### ABOUT THIS EXERCISE
Whenever a line in the records below holds the string "serves", copy it out.

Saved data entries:
____

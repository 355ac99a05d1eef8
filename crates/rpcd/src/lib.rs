//! The rpcd daemon.
//!
//! rpcd loads RPC modules from configured directories and serves them over
//! a Unix socket, a TCP socket or the standard streams. Startup follows a
//! fixed sequence: load the layered [`rpcd_config::Config`], install
//! structured telemetry, prepare the socket filesystem, scan every module
//! directory named by the service manifest and initialise the modules.
//! [`bootstrap_with`] performs that sequence and hands back a [`Daemon`].
//!
//! [`run_daemon`] then binds the listener and serves until a termination
//! signal arrives. Each connection runs on its own thread and speaks the
//! configured wire protocol: newline-delimited JSON-RPC, RFC 822 style
//! key-value blocks, or JSON-RPC over HTTP/1.1 with Basic authentication.
//! Requests on one connection are answered strictly in order.
//!
//! Health reporting hooks emit structured events at each stage so operators
//! can see which modules loaded, which directory entries were skipped and
//! why, and whether every module de-initialised cleanly on shutdown.

mod bootstrap;
pub mod codec;
mod health;
mod process;
mod telemetry;
mod transport;

pub use bootstrap::{
    BootstrapError, ConfigLoader, Daemon, StaticConfigLoader, SystemConfigLoader, bootstrap_with,
};
pub use health::{HealthReporter, StructuredHealthReporter};
pub use process::{LaunchError, ShutdownError, ShutdownSignal, SystemShutdownSignal, run_daemon};
pub use telemetry::{TelemetryError, TelemetryHandle};
pub use transport::ListenerError;

#[cfg(test)]
mod tests;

____

### SOLUTION TO THIS EXERCISE
//! rpcd loads RPC modules from configured directories and serves them over
//! [`run_daemon`] then binds the listener and serves until a termination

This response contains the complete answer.